_Work order:_
What lines in the records below include the word "RoleLoader"? Return each one.

(Saved entries)
>>

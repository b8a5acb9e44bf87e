//! Role definitions. A role is data: a name, a system prompt template and
//! the placeholders that template may use.
//!
//! Roles can be overridden from YAML files:
//!
//! ```yaml
//! name: "converter"
//! description: "Control-M job → Ansible playbook"
//! placeholders: ["datetime", "feedback"]
//! system_prompt: |
//!   Today Date: {datetime}
//!   ...
//!   Feedback:
//!   {feedback}
//! ```

use std::collections::HashMap;
use std::path::Path;

use chrono::{DateTime, Utc};
use serde::{Deserialize, Serialize};

use crate::error::AgentError;
use crate::prompt::builtin::{CONVERT_SYSTEM_PROMPT, REVIEW_SYSTEM_PROMPT};
use crate::prompt::placeholders::{CONTROLM_JOB, DATETIME, FEEDBACK, LINT};
use crate::prompt::template::referenced_placeholders;
use crate::prompt::{render, PromptVars};

pub const CONVERTER: &str = "converter";
pub const REVIEWER: &str = "reviewer";

/// A role agent's configuration.
#[derive(Debug, Clone, PartialEq, Serialize, Deserialize)]
pub struct RoleSpec {
    /// Role name; also the prefix of the response key
    pub name: String,

    #[serde(default)]
    pub description: Option<String>,

    /// System prompt template
    pub system_prompt: String,

    /// Placeholders this role substitutes; others stay literal
    #[serde(default)]
    pub placeholders: Vec<String>,
}

impl RoleSpec {
    pub fn new(name: impl Into<String>, system_prompt: impl Into<String>, placeholders: &[&str]) -> Self {
        Self {
            name: name.into(),
            description: None,
            system_prompt: system_prompt.into(),
            placeholders: placeholders.iter().map(|p| p.to_string()).collect(),
        }
    }

    /// Built-in conversion role.
    pub fn converter() -> Self {
        Self {
            description: Some("Converts a Control-M job into an Ansible playbook".to_string()),
            ..Self::new(CONVERTER, CONVERT_SYSTEM_PROMPT, &[DATETIME, FEEDBACK])
        }
    }

    /// Built-in review role.
    pub fn reviewer() -> Self {
        Self {
            description: Some("Reviews a playbook against its Control-M job".to_string()),
            ..Self::new(
                REVIEWER,
                REVIEW_SYSTEM_PROMPT,
                &[DATETIME, FEEDBACK, CONTROLM_JOB, LINT],
            )
        }
    }

    pub fn builtin_roles() -> Vec<Self> {
        vec![Self::converter(), Self::reviewer()]
    }

    /// Key under which this role's output is reported: `"{role}_response"`.
    pub fn response_key(&self) -> String {
        format!("{}_response", self.name)
    }

    pub fn recognizes(&self, placeholder: &str) -> bool {
        self.placeholders.iter().any(|p| p == placeholder)
    }

    /// Recognized placeholders the template actually uses.
    pub fn required_placeholders(&self) -> Vec<String> {
        referenced_placeholders(&self.system_prompt)
            .into_iter()
            .filter(|p| self.recognizes(p))
            .collect()
    }

    /// Render the system prompt. `{datetime}` is `now` unless `vars` sets it.
    pub fn render_at(&self, vars: &PromptVars, now: DateTime<Utc>) -> Result<String, AgentError> {
        let mut values = vars.clone();
        values
            .entry(DATETIME.to_string())
            .or_insert_with(|| now.format("%Y-%m-%d %H:%M:%S UTC").to_string());
        render(&self.name, &self.system_prompt, &self.placeholders, &values)
    }

    pub fn render_now(&self, vars: &PromptVars) -> Result<String, AgentError> {
        self.render_at(vars, Utc::now())
    }

    /// Parse a role definition from a YAML string.
    pub fn from_yaml(yaml: &str) -> Result<Self, String> {
        serde_yaml::from_str(yaml).map_err(|e| format!("Failed to parse role YAML: {}", e))
    }

    /// Load a role definition from a YAML file.
    pub fn from_file(path: &str) -> Result<Self, String> {
        let content = std::fs::read_to_string(path)
            .map_err(|e| format!("Failed to read role file '{}': {}", path, e))?;
        Self::from_yaml(&content)
    }
}

/// Role definitions loaded from disk, with the built-ins as fallback.
#[derive(Debug, Default)]
pub struct RoleLoader {
    /// Loaded roles indexed by name
    pub roles: HashMap<String, RoleSpec>,
}

impl RoleLoader {
    pub fn new() -> Self {
        Self::default()
    }

    /// Load every `.yaml`/`.yml` file in `dir`.
    ///
    /// A file that omits `placeholders` for a built-in role name inherits the
    /// built-in placeholder set.
    pub fn load_dir(&mut self, dir: &str) -> Result<usize, String> {
        let dir_path = Path::new(dir);
        if !dir_path.is_dir() {
            return Err(format!("Role directory '{}' does not exist", dir));
        }

        let mut count = 0;
        for entry in std::fs::read_dir(dir_path)
            .map_err(|e| format!("Failed to read directory '{}': {}", dir, e))?
        {
            let entry = entry.map_err(|e| format!("Directory entry error: {}", e))?;
            let path = entry.path();
            let ext = path.extension().and_then(|e| e.to_str()).unwrap_or("");
            if !matches!(ext, "yaml" | "yml") {
                continue;
            }

            let mut role = RoleSpec::from_file(&path.to_string_lossy())?;
            if role.placeholders.is_empty() {
                if let Some(builtin) = Self::builtin(&role.name) {
                    role.placeholders = builtin.placeholders;
                }
            }

            tracing::info!("[RoleLoader] Loaded role: {} ({})", role.name, path.display());
            self.roles.insert(role.name.clone(), role);
            count += 1;
        }

        Ok(count)
    }

    fn builtin(name: &str) -> Option<RoleSpec> {
        RoleSpec::builtin_roles().into_iter().find(|r| r.name == name)
    }

    /// Loaded role by name, falling back to the built-in definition.
    pub fn resolve(&self, name: &str) -> Option<RoleSpec> {
        self.roles.get(name).cloned().or_else(|| Self::builtin(name))
    }

    pub fn is_overridden(&self, name: &str) -> bool {
        self.roles.contains_key(name)
    }

    /// Loaded roles plus any built-in not overridden, sorted by name.
    pub fn all(&self) -> Vec<RoleSpec> {
        let mut roles: Vec<RoleSpec> = self.roles.values().cloned().collect();
        for builtin in RoleSpec::builtin_roles() {
            if !self.roles.contains_key(&builtin.name) {
                roles.push(builtin);
            }
        }
        roles.sort_by(|a, b| a.name.cmp(&b.name));
        roles
    }
}

#[cfg(test)]
mod tests {
    use super::*;

    #[test]
    fn test_builtin_roles() {
        let converter = RoleSpec::converter();
        assert_eq!(converter.response_key(), "converter_response");
        assert_eq!(
            converter.required_placeholders(),
            vec!["datetime".to_string(), "feedback".to_string()]
        );

        let reviewer = RoleSpec::reviewer();
        assert!(reviewer.recognizes("controlm_job"));
        assert!(reviewer.recognizes("lint"));
        assert!(reviewer.recognizes("feedback"));
        assert!(!converter.recognizes("lint"));
    }

    #[test]
    fn test_parse_role_yaml() {
        let yaml = r#"
name: "security_reviewer"
description: "Checks for privilege escalation"
placeholders: ["datetime", "controlm_job"]
system_prompt: |
  Today: {datetime}
  Job: {controlm_job}
"#;
        let role = RoleSpec::from_yaml(yaml).unwrap();
        assert_eq!(role.name, "security_reviewer");
        assert_eq!(role.response_key(), "security_reviewer_response");
        assert_eq!(role.placeholders.len(), 2);
    }

    #[test]
    fn test_load_dir_overrides_and_inherits_placeholders() {
        let dir = tempfile::tempdir().unwrap();
        std::fs::write(
            dir.path().join("reviewer.yaml"),
            "name: reviewer\nsystem_prompt: \"Job {controlm_job} lint {lint}\"\n",
        )
        .unwrap();
        std::fs::write(dir.path().join("notes.txt"), "ignored").unwrap();

        let mut loader = RoleLoader::new();
        let count = loader.load_dir(&dir.path().to_string_lossy()).unwrap();
        assert_eq!(count, 1);

        let reviewer = loader.resolve("reviewer").unwrap();
        assert_eq!(reviewer.system_prompt, "Job {controlm_job} lint {lint}");
        assert!(reviewer.recognizes("controlm_job"));
        assert!(loader.is_overridden("reviewer"));

        let converter = loader.resolve("converter").unwrap();
        assert_eq!(converter, RoleSpec::converter());
        assert_eq!(loader.all().len(), 2);
        assert!(loader.resolve("nobody").is_none());
    }

    #[test]
    fn test_load_missing_dir() {
        let mut loader = RoleLoader::new();
        assert!(loader.load_dir("/definitely/not/here").is_err());
    }
}
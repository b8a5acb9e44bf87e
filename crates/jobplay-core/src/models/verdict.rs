//! Review verdict emitted by the review role.
//!
//! ```json
//! {
//!   "status": "not valid",
//!   "comments": "The playbook is missing a cron job.",
//!   "improvements": ["Add a cron task for the daily 01:00 schedule."]
//! }
//! ```

use serde::{Deserialize, Serialize};

use crate::error::{OutputError, Warning};
use crate::models::feedback::Feedback;
use crate::models::output::{outer_span, parse_structured, strip_code_fence};

#[derive(Debug, Clone, Copy, PartialEq, Eq, Serialize, Deserialize)]
#[serde(try_from = "String", into = "String")]
pub enum ReviewStatus {
    Valid,
    NotValid,
}

impl ReviewStatus {
    pub fn as_str(&self) -> &'static str {
        match self {
            Self::Valid => "valid",
            Self::NotValid => "not_valid",
        }
    }

    /// Accepts `valid`, `not valid`, `not_valid`, `not-valid` and `invalid`, any case.
    pub fn parse(s: &str) -> Option<Self> {
        let normalized = s.trim().to_lowercase().replace(['_', '-'], " ");
        match normalized.split_whitespace().collect::<Vec<_>>().join(" ").as_str() {
            "valid" => Some(Self::Valid),
            "not valid" | "invalid" => Some(Self::NotValid),
            _ => None,
        }
    }
}

impl TryFrom<String> for ReviewStatus {
    type Error = String;

    fn try_from(value: String) -> Result<Self, Self::Error> {
        Self::parse(&value).ok_or_else(|| format!("unknown review status '{}'", value))
    }
}

impl From<ReviewStatus> for String {
    fn from(status: ReviewStatus) -> Self {
        status.as_str().to_string()
    }
}

impl std::fmt::Display for ReviewStatus {
    fn fmt(&self, f: &mut std::fmt::Formatter<'_>) -> std::fmt::Result {
        write!(f, "{}", self.as_str())
    }
}

#[derive(Debug, Clone, PartialEq, Eq, Serialize, Deserialize)]
pub struct ReviewVerdict {
    pub status: ReviewStatus,
    #[serde(default)]
    pub comments: String,
    #[serde(default)]
    pub improvements: Vec<String>,
}

impl ReviewVerdict {
    pub fn valid(comments: impl Into<String>) -> Self {
        Self {
            status: ReviewStatus::Valid,
            comments: comments.into(),
            improvements: Vec::new(),
        }
    }

    pub fn not_valid(comments: impl Into<String>, improvements: Vec<String>) -> Self {
        Self {
            status: ReviewStatus::NotValid,
            comments: comments.into(),
            improvements,
        }
    }

    /// Parse the reviewer's answer. Surrounding prose is tolerated as long as
    /// it contains one JSON/YAML object.
    pub fn parse(text: &str) -> Result<Self, OutputError> {
        match parse_structured::<Self>(text) {
            Ok(verdict) => Ok(verdict),
            Err(OutputError::Empty) => Err(OutputError::Empty),
            Err(err) => outer_span(strip_code_fence(text), '{', '}')
                .and_then(|span| serde_json::from_str::<Self>(span).ok())
                .ok_or(err),
        }
    }

    pub fn is_valid(&self) -> bool {
        self.status == ReviewStatus::Valid
    }

    /// A valid verdict should not ask for improvements. Reported, never enforced.
    pub fn anomaly(&self) -> Option<Warning> {
        (self.is_valid() && !self.improvements.is_empty()).then(|| Warning::ValidWithImprovements {
            count: self.improvements.len(),
        })
    }

    pub fn feedback(&self) -> Feedback {
        Feedback::new(self.improvements.clone())
    }
}

#[cfg(test)]
mod tests {
    use super::*;

    #[test]
    fn test_status_variants() {
        assert_eq!(ReviewStatus::parse("valid"), Some(ReviewStatus::Valid));
        assert_eq!(ReviewStatus::parse("VALID "), Some(ReviewStatus::Valid));
        assert_eq!(ReviewStatus::parse("not valid"), Some(ReviewStatus::NotValid));
        assert_eq!(ReviewStatus::parse("not_valid"), Some(ReviewStatus::NotValid));
        assert_eq!(ReviewStatus::parse("Not-Valid"), Some(ReviewStatus::NotValid));
        assert_eq!(ReviewStatus::parse("invalid"), Some(ReviewStatus::NotValid));
        assert_eq!(ReviewStatus::parse("maybe"), None);
    }

    #[test]
    fn test_parse_verdict_with_prose() {
        let text = r#"Here is my review:
{
  "status": "not valid",
  "comments": "The Control-M Job is missing a cron job in Ansible Playbook.",
  "improvements": ["Add a cron job", "Move delay into the retry loop"]
}
Let me know if you need more."#;
        let verdict = ReviewVerdict::parse(text).unwrap();
        assert_eq!(verdict.status, ReviewStatus::NotValid);
        assert_eq!(verdict.improvements.len(), 2);
        assert_eq!(verdict.feedback().render(), "Add a cron job\nMove delay into the retry loop");
    }

    #[test]
    fn test_parse_verdict_yaml() {
        let verdict = ReviewVerdict::parse("status: valid\ncomments: looks good\n").unwrap();
        assert!(verdict.is_valid());
        assert!(verdict.improvements.is_empty());
        assert!(verdict.anomaly().is_none());
    }

    #[test]
    fn test_unknown_status_is_an_error() {
        assert!(ReviewVerdict::parse(r#"{"status": "probably fine"}"#).is_err());
        assert!(ReviewVerdict::parse("The playbook looks fine to me.").is_err());
    }

    #[test]
    fn test_valid_with_improvements_is_an_anomaly() {
        let verdict = ReviewVerdict::parse(
            r#"{"status": "valid", "comments": "ok", "improvements": ["rename task"]}"#,
        )
        .unwrap();
        assert!(verdict.is_valid());
        assert_eq!(verdict.anomaly(), Some(Warning::ValidWithImprovements { count: 1 }));
    }

    #[test]
    fn test_status_serializes_snake_case() {
        let json = serde_json::to_value(ReviewVerdict::not_valid("c", vec![])).unwrap();
        assert_eq!(json["status"], "not_valid");
    }
}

<<

_Answer for the task:_
pub struct RoleLoader {
impl RoleLoader {
            tracing::info!("[RoleLoader] Loaded role: {} ({})", role.name, path.display());
        let mut loader = RoleLoader::new();
        let mut loader = RoleLoader::new();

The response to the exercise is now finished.